Collected data
****************************************
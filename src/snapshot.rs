//! Holds the collection of transactions the dashboard is showing.
//!
//! Every fetch is issued a [Ticket]. Fetches can finish out of order, so only
//! the response to the most recently issued ticket may replace the snapshot.

use std::sync::{
    Arc, RwLock,
    atomic::{AtomicU64, Ordering},
};

use crate::{
    source::RecordQuery,
    transaction::{Transaction, TransactionIndex},
};

/// A collection of transactions loaded by one fetch.
#[derive(Debug)]
pub struct Snapshot {
    /// The filters the collection was fetched with.
    pub query: RecordQuery,
    pub transactions: Arc<[Transaction]>,
    pub index: TransactionIndex,
}

impl Snapshot {
    pub fn new(query: RecordQuery, transactions: Vec<Transaction>) -> Self {
        let index = TransactionIndex::build(&transactions);

        Self {
            query,
            transactions: transactions.into(),
            index,
        }
    }

    /// Get the transaction with `id`.
    pub fn get(&self, id: &str) -> Option<&Transaction> {
        self.index.get(&self.transactions, id)
    }
}

/// Identifies one fetch. Tickets are issued in increasing order.
#[derive(Debug, Clone, Copy, PartialEq, Eq, PartialOrd, Ord)]
pub struct Ticket(u64);

/// Shared storage for the current [Snapshot].
#[derive(Debug, Clone, Default)]
pub struct SnapshotStore {
    latest_ticket: Arc<AtomicU64>,
    current: Arc<RwLock<Option<Arc<Snapshot>>>>,
}

impl SnapshotStore {
    /// Issue the ticket for a new fetch, making every earlier ticket stale.
    pub fn issue(&self) -> Ticket {
        Ticket(self.latest_ticket.fetch_add(1, Ordering::SeqCst) + 1)
    }

    /// Whether `ticket` is the most recently issued ticket.
    pub fn is_latest(&self, ticket: Ticket) -> bool {
        self.latest_ticket.load(Ordering::SeqCst) == ticket.0
    }

    /// Replace the current snapshot with `snapshot` if `ticket` is still the
    /// most recently issued ticket.
    ///
    /// Returns the stored snapshot, or `None` if the ticket was stale and the
    /// snapshot was dropped.
    pub fn accept(&self, ticket: Ticket, snapshot: Snapshot) -> Option<Arc<Snapshot>> {
        let mut current = match self.current.write() {
            Ok(current) => current,
            Err(poisoned) => {
                tracing::warn!("snapshot lock was poisoned, recovering");
                poisoned.into_inner()
            }
        };

        // Checked while holding the lock so an older fetch cannot overwrite a
        // newer one that was accepted in between.
        if !self.is_latest(ticket) {
            tracing::debug!(
                "dropping stale snapshot for ticket {} (latest is {})",
                ticket.0,
                self.latest_ticket.load(Ordering::SeqCst)
            );
            return None;
        }

        let snapshot = Arc::new(snapshot);
        *current = Some(snapshot.clone());

        Some(snapshot)
    }

    /// Get the current snapshot, if any fetch has been accepted.
    pub fn current(&self) -> Option<Arc<Snapshot>> {
        match self.current.read() {
            Ok(current) => current.clone(),
            Err(poisoned) => poisoned.into_inner().clone(),
        }
    }
}
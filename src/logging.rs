//! Middleware for logging requests and responses.

use axum::{body::Body, extract::Request, middleware::Next, response::Response};

/// The number of bytes of a request or response body logged at the `info` level.
pub const LOG_BODY_LENGTH_LIMIT: usize = 64;

/// Log the request and response for each request.
///
/// Both the request and response are logged at the `info` level.
/// If the body is longer than [LOG_BODY_LENGTH_LIMIT] bytes, it is
/// truncated and the full body is logged at the `debug` level.
pub async fn logging_middleware(request: Request, next: Next) -> Response {
    let (parts, body) = request.into_parts();
    let body_text = match body_to_text(body).await {
        Ok(text) => text,
        Err(error) => {
            tracing::error!("could not read request body: {error}");
            String::new()
        }
    };
    log_request(&parts, &body_text);

    let request = Request::from_parts(parts, body_text.into());
    let response = next.run(request).await;

    let (parts, body) = response.into_parts();
    let body_text = match body_to_text(body).await {
        Ok(text) => text,
        Err(error) => {
            tracing::error!("could not read response body: {error}");
            String::new()
        }
    };
    log_response(&parts, &body_text);

    Response::from_parts(parts, body_text.into())
}

async fn body_to_text(body: Body) -> Result<String, axum::Error> {
    let body_bytes = axum::body::to_bytes(body, usize::MAX).await?;

    Ok(String::from_utf8_lossy(&body_bytes).to_string())
}

/// The first [LOG_BODY_LENGTH_LIMIT] bytes of `body`, shortened to a char boundary.
fn truncate(body: &str) -> Option<&str> {
    if body.len() <= LOG_BODY_LENGTH_LIMIT {
        return None;
    }

    let mut end = LOG_BODY_LENGTH_LIMIT;
    while !body.is_char_boundary(end) {
        end -= 1;
    }

    Some(&body[..end])
}

fn log_request(parts: &axum::http::request::Parts, body: &str) {
    match truncate(body) {
        Some(truncated) => {
            tracing::info!("Received request: {parts:#?}\nbody: {truncated}...");
            tracing::debug!("Full request body: {body:?}");
        }
        None => tracing::info!("Received request: {parts:#?}\nbody: {body:?}"),
    }
}

fn log_response(parts: &axum::http::response::Parts, body: &str) {
    match truncate(body) {
        Some(truncated) => {
            tracing::info!("Sending response: {parts:#?}\nbody: {truncated}...");
            tracing::debug!("Full response body: {body:?}");
        }
        None => tracing::info!("Sending response: {parts:#?}\nbody: {body:?}"),
    }
}

#[cfg(test)]
mod tests {
    use axum::{Router, middleware, routing::get};
    use axum_test::TestServer;

    use super::{LOG_BODY_LENGTH_LIMIT, logging_middleware, truncate};

    #[test]
    fn short_bodies_are_not_truncated() {
        assert_eq!(truncate("type=Other"), None);
    }

    #[test]
    fn long_bodies_are_truncated() {
        let body = "a".repeat(LOG_BODY_LENGTH_LIMIT * 2);

        assert_eq!(truncate(&body).map(str::len), Some(LOG_BODY_LENGTH_LIMIT));
    }

    #[test]
    fn truncation_respects_char_boundaries() {
        let body = format!("{}é{}", "a".repeat(LOG_BODY_LENGTH_LIMIT - 1), "b".repeat(10));

        let truncated = truncate(&body).unwrap();

        assert_eq!(truncated.len(), LOG_BODY_LENGTH_LIMIT - 1);
    }

    #[tokio::test]
    async fn responses_pass_through_unchanged() {
        let body = "x".repeat(LOG_BODY_LENGTH_LIMIT * 3);
        let expected = body.clone();
        let app = Router::new()
            .route("/", get(move || async move { body }))
            .layer(middleware::from_fn(logging_middleware));
        let server = TestServer::try_new(app).expect("Could not create test server.");

        let response = server.get("/").await;

        response.assert_status_ok();
        assert_eq!(response.text(), expected);
    }
}
use maud::{DOCTYPE, Markup, html};

use std::sync::OnceLock;

use numfmt::{Formatter, Precision};

// Link styles
pub const LINK_STYLE: &str = "text-blue-600 hover:text-blue-500 \
    dark:text-blue-500 dark:hover:text-blue-400 underline";

// Button styles
pub const BUTTON_PRIMARY_STYLE: &str = "px-4 py-2 bg-yellow-400 \
    disabled:bg-gray-300 hover:enabled:bg-yellow-500 text-gray-900 \
    font-medium rounded";

pub const BUTTON_SECONDARY_STYLE: &str = "py-2 px-4 \
    text-sm font-medium text-gray-900 bg-white rounded border border-gray-200 \
    hover:enabled:bg-gray-100 disabled:text-gray-400 disabled:cursor-not-allowed \
    focus:z-10 dark:bg-gray-800 dark:text-gray-400 dark:border-gray-600 \
    hover:enabled:dark:text-white hover:enabled:dark:bg-gray-700";

// Form styles
pub const FORM_LABEL_STYLE: &str = "block mb-2 text-sm font-medium text-gray-900 dark:text-white";
pub const FORM_TEXT_INPUT_STYLE: &str = "block w-full p-2.5 rounded text-sm \
    text-gray-900 dark:text-white disabled:text-gray-500 bg-gray-50 \
    dark:bg-gray-700 border border-gray-300 dark:border-gray-600 \
    dark:placeholder-gray-400 focus:ring-yellow-400 focus:border-yellow-400";

// Table styles
pub const TABLE_HEADER_STYLE: &str = "text-xs text-gray-700 uppercase \
    bg-gray-50 dark:bg-gray-700 dark:text-gray-400";

pub const TABLE_ROW_STYLE: &str = "bg-white border-b dark:bg-gray-800 dark:border-gray-700 \
    hover:bg-gray-50 dark:hover:bg-gray-700 cursor-pointer";

pub const TABLE_CELL_STYLE: &str = "px-6 py-4";

// Category badge style, the background color is set per category
pub const CATEGORY_BADGE_STYLE: &str = "inline-flex items-center px-2.5 py-0.5 \
    text-xs font-semibold text-white rounded-full";

// Card style for the metrics
pub const CARD_STYLE: &str = "p-4 bg-white rounded-lg shadow dark:bg-gray-800";

// Page container
pub const PAGE_CONTAINER_STYLE: &str = "flex flex-col items-center px-2 lg:px-6 py-5 mx-auto \
    max-w-screen-xl text-gray-900 dark:text-white";

pub enum HeadElement {
    /// The file path or URL to a JavaScript script.
    ScriptLink(String),
}

pub fn base(title: &str, head_elements: &[HeadElement], content: &Markup) -> Markup {
    html! {
        (DOCTYPE)
        html lang="en"
        {
            head
            {
                meta charset="UTF-8";
                meta name="viewport" content="width=device-width, initial-scale=1.0";
                title { (title) " - MTN MoMo Dashboard" }

                script src="https://cdn.jsdelivr.net/npm/@tailwindcss/browser@4" {}
                script src="https://cdn.jsdelivr.net/npm/htmx.org@2.0.8/dist/htmx.min.js" {}
                script src="https://cdn.jsdelivr.net/npm/htmx-ext-response-targets@2.0.4" {}

                style
                {
                    r#"
                    #indicator.htmx-indicator {
                        display: none;
                    }

                    #indicator.htmx-request .htmx-indicator {
                        display: inline;
                    }

                    #indicator.htmx-request.htmx-indicator {
                        display: inline;
                    }

                    .echarts-tooltip {
                        z-index: 30 !important;
                    }
                    "#
                }

                @for element in head_elements
                {
                    @match element
                    {
                        HeadElement::ScriptLink(path) => script src=(path) {}
                    }
                }
            }

            body
                hx-ext="response-targets"
                class="container max-w-full min-h-screen bg-gray-50 dark:bg-gray-900"
            {
                header class="w-full bg-yellow-400 text-gray-900 px-6 py-4 shadow"
                {
                    h1 class="text-2xl font-bold" { "MTN MoMo Transactions" }
                }

                (content)

                // Alert container for out-of-band swaps
                div
                    id="alert-container"
                    class="hidden w-full max-w-md px-4"
                    style="position: fixed; bottom: 1rem; left: 50%; transform: translateX(-50%); z-index: 9999;"
                {}
            }
        }
    }
}

pub fn error_view(title: &str, header: &str, description: &str, fix: &str) -> Markup {
    // Template adapted from https://flowbite.com/blocks/marketing/404/
    let content = html!(
        section class="bg-white dark:bg-gray-900"
        {
            div class="py-8 px-4 mx-auto max-w-screen-xl lg:py-16 lg:px-6"
            {
                div class="mx-auto max-w-screen-sm text-center"
                {
                    h1
                        class="mb-4 text-7xl tracking-tight font-extrabold
                            lg:text-9xl text-yellow-500"
                    {
                        (header)
                    }

                    p
                        class="mb-4 text-3xl md:text-4xl tracking-tight
                            font-bold text-gray-900 dark:text-white"
                    {
                        (description)
                    }

                    p
                        class="mb-4 text-1xl md:text-2xl tracking-tight
                            text-gray-900 dark:text-white"
                    {
                        (fix)
                    }

                    a
                        href="/"
                        class="inline-flex text-gray-900 bg-yellow-400
                            hover:bg-yellow-500 focus:ring-4 focus:outline-hidden
                            focus:ring-yellow-300 font-medium rounded text-sm px-5
                            py-2.5 text-center my-4"
                    {
                        "Back to Dashboard"
                    }
                }
            }
        }
    );

    base(title, &[], &content)
}

pub fn loading_spinner() -> Markup {
    // Spinner SVG adapted from https://flowbite.com/docs/components/spinner/
    html! {
        svg
            aria-hidden="true"
            role="status"
            class="inline text-gray-900 w-4 h-4 me-2 mb-1 animate-spin"
            viewBox="0 0 100 101"
            fill="none"
            xmlns="http://www.w3.org/2000/svg"
        {
            path
                d="M100 50.5908C100 78.2051 77.6142 100.591 50 100.591C22.3858 100.591 0 78.2051 0 50.5908C0 22.9766 22.3858 0.59082 50 0.59082C77.6142 0.59082 100 22.9766 100 50.5908ZM9.08144 50.5908C9.08144 73.1895 27.4013 91.5094 50 91.5094C72.5987 91.5094 90.9186 73.1895 90.9186 50.5908C90.9186 27.9921 72.5987 9.67226 50 9.67226C27.4013 9.67226 9.08144 27.9921 9.08144 50.5908Z"
                fill="#E5E7EB" {}
            path
                d="M93.9676 39.0409C96.393 38.4038 97.8624 35.9116 97.0079 33.5539C95.2932 28.8227 92.871 24.3692 89.8167 20.348C85.8452 15.1192 80.8826 10.7238 75.2124 7.41289C69.5422 4.10194 63.2754 1.94025 56.7698 1.05124C51.7666 0.367541 46.6976 0.446843 41.7345 1.27873C39.2613 1.69328 37.813 4.19778 38.4501 6.62326C39.0873 9.04874 41.5694 10.4717 44.0505 10.1071C47.8511 9.54855 51.7191 9.52689 55.5402 10.0491C60.8642 10.7766 65.9928 12.5457 70.6331 15.2552C75.2735 17.9648 79.3347 21.5619 82.5849 25.841C84.9175 28.9121 86.7997 32.2913 88.1811 35.8758C89.083 38.2158 91.5421 39.6781 93.9676 39.0409Z"
                fill="currentColor" {}
        }
    }
}

fn thousands_formatter() -> &'static Formatter {
    static FORMATTER: OnceLock<Formatter> = OnceLock::new();

    FORMATTER.get_or_init(|| {
        Formatter::new()
            .separator(',')
            .unwrap()
            .precision(Precision::Decimals(0))
    })
}

/// Format a count with thousands separators, e.g. "12,345".
pub fn format_count(count: usize) -> String {
    if count == 0 {
        // Zero is hardcoded as "0" by numfmt
        return "0".to_owned();
    }

    thousands_formatter().fmt_string(count)
}

/// Format an amount in RWF with thousands separators, e.g. "1,500 RWF".
pub fn format_rwf(amount: u64) -> String {
    if amount == 0 {
        return "0 RWF".to_owned();
    }

    format!("{} RWF", thousands_formatter().fmt_string(amount))
}

/// Format a volume in millions of RWF to one decimal place, e.g. "2.5M RWF".
pub fn format_volume_millions(volume: u64) -> String {
    format!("{:.1}M RWF", volume as f64 / 1_000_000.0)
}

/// An inline style for a background color that is not a Tailwind class.
pub fn background_color(color: &str) -> String {
    format!("background-color: {color};")
}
****************************************
## [Action item]
Look above for the line containing "if amount == 0", then please write out that line and each one after it through the end, exactly, with nothing else.

## [Response to this exercise]
    if amount == 0 {
        return "0 RWF".to_owned();
    }

    format!("{} RWF", thousands_formatter().fmt_string(amount))
}

/// Format a volume in millions of RWF to one decimal place, e.g. "2.5M RWF".
pub fn format_volume_millions(volume: u64) -> String {
    format!("{:.1}M RWF", volume as f64 / 1_000_000.0)
}

/// An inline style for a background color that is not a Tailwind class.
pub fn background_color(color: &str) -> String {
    format!("background-color: {color};")
}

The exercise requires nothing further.